*WORK TO COMPLETE*: Repeat the data below word for word.
== DATA PROVIDED
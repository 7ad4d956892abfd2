use dioxus::prelude::*;
use store::models::initial_of;

/// Avatar image, or the user's initial when there is no image.
#[component]
pub fn Avatar(
    avatar_url: Option<String>,
    full_name: Option<String>,
    username: Option<String>,
    #[props(default = "avatar".to_string())] class: String,
) -> Element {
    match avatar_url.filter(|u| !u.is_empty()) {
        Some(url) => rsx! {
            img {
                class: "{class}",
                src: "{url}",
                alt: "Avatar",
            }
        },
        None => {
            let initial = initial_of(full_name.as_deref(), username.as_deref());
            rsx! {
                span {
                    class: "{class} avatar--initial",
                    "{initial}"
                }
            }
        }
    }
}
use dioxus::prelude::*;
use ui::views::NotebookView;
use ui::use_app_state;

use crate::Route;

/// The offline notebook. Works without an account.
#[component]
pub fn Notebook() -> Element {
    let signed_in = use_app_state().read().user.is_some();

    rsx! {
        NotebookView {
            nav: rsx! {
                if signed_in {
                    Link { class: "navbar-link", to: Route::Feed {}, "Feed" }
                } else {
                    Link { class: "navbar-link", to: Route::Login {}, "Login" }
                }
            },
        }
    }
}
//! Binary crate for the `weather-now` command-line tool.
//!
//! This crate focuses on:
//! - Parsing CLI arguments
//! - Logging setup
//! - The interactive search/pick loop and text rendering

use clap::Parser;
use tracing_subscriber::EnvFilter;

mod cli;
mod render;

#[tokio::main]
async fn main() -> anyhow::Result<()> {
    let cmd = cli::Cli::parse();
    init_tracing(cmd.verbose);
    cmd.run().await
}

/// Logs go to stderr so stdout only carries the rendered view.
fn init_tracing(verbose: bool) {
    let default = if verbose { "weather_now=debug,weather_now_core=debug" } else { "warn" };

    tracing_subscriber::fmt()
        .with_writer(std::io::stderr)
        .with_env_filter(
            EnvFilter::try_from_default_env().unwrap_or_else(|_| EnvFilter::new(default)),
        )
        .init();
}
====
*OUTPUT OF THE TASK*:
repository 7ad4d956892abfd2
use dioxus::prelude::*;
use store::models::initial_of;

/// Avatar image, or the user's initial when there is no image.
#[component]
pub fn Avatar(
    avatar_url: Option<String>,
    full_name: Option<String>,
    username: Option<String>,
    #[props(default = "avatar".to_string())] class: String,
) -> Element {
    match avatar_url.filter(|u| !u.is_empty()) {
        Some(url) => rsx! {
            img {
                class: "{class}",
                src: "{url}",
                alt: "Avatar",
            }
        },
        None => {
            let initial = initial_of(full_name.as_deref(), username.as_deref());
            rsx! {
                span {
                    class: "{class} avatar--initial",
                    "{initial}"
                }
            }
        }
    }
}
use dioxus::prelude::*;
use ui::views::NotebookView;
use ui::use_app_state;

use crate::Route;

/// The offline notebook. Works without an account.
#[component]
pub fn Notebook() -> Element {
    let signed_in = use_app_state().read().user.is_some();

    rsx! {
        NotebookView {
            nav: rsx! {
                if signed_in {
                    Link { class: "navbar-link", to: Route::Feed {}, "Feed" }
                } else {
                    Link { class: "navbar-link", to: Route::Login {}, "Login" }
                }
            },
        }
    }
}
//! Binary crate for the `weather-now` command-line tool.
//!
//! This crate focuses on:
//! - Parsing CLI arguments
//! - Logging setup
//! - The interactive search/pick loop and text rendering

use clap::Parser;
use tracing_subscriber::EnvFilter;

mod cli;
mod render;

#[tokio::main]
async fn main() -> anyhow::Result<()> {
    let cmd = cli::Cli::parse();
    init_tracing(cmd.verbose);
    cmd.run().await
}

/// Logs go to stderr so stdout only carries the rendered view.
fn init_tracing(verbose: bool) {
    let default = if verbose { "weather_now=debug,weather_now_core=debug" } else { "warn" };

    tracing_subscriber::fmt()
        .with_writer(std::io::stderr)
        .with_env_filter(
            EnvFilter::try_from_default_env().unwrap_or_else(|_| EnvFilter::new(default)),
        )
        .init();
}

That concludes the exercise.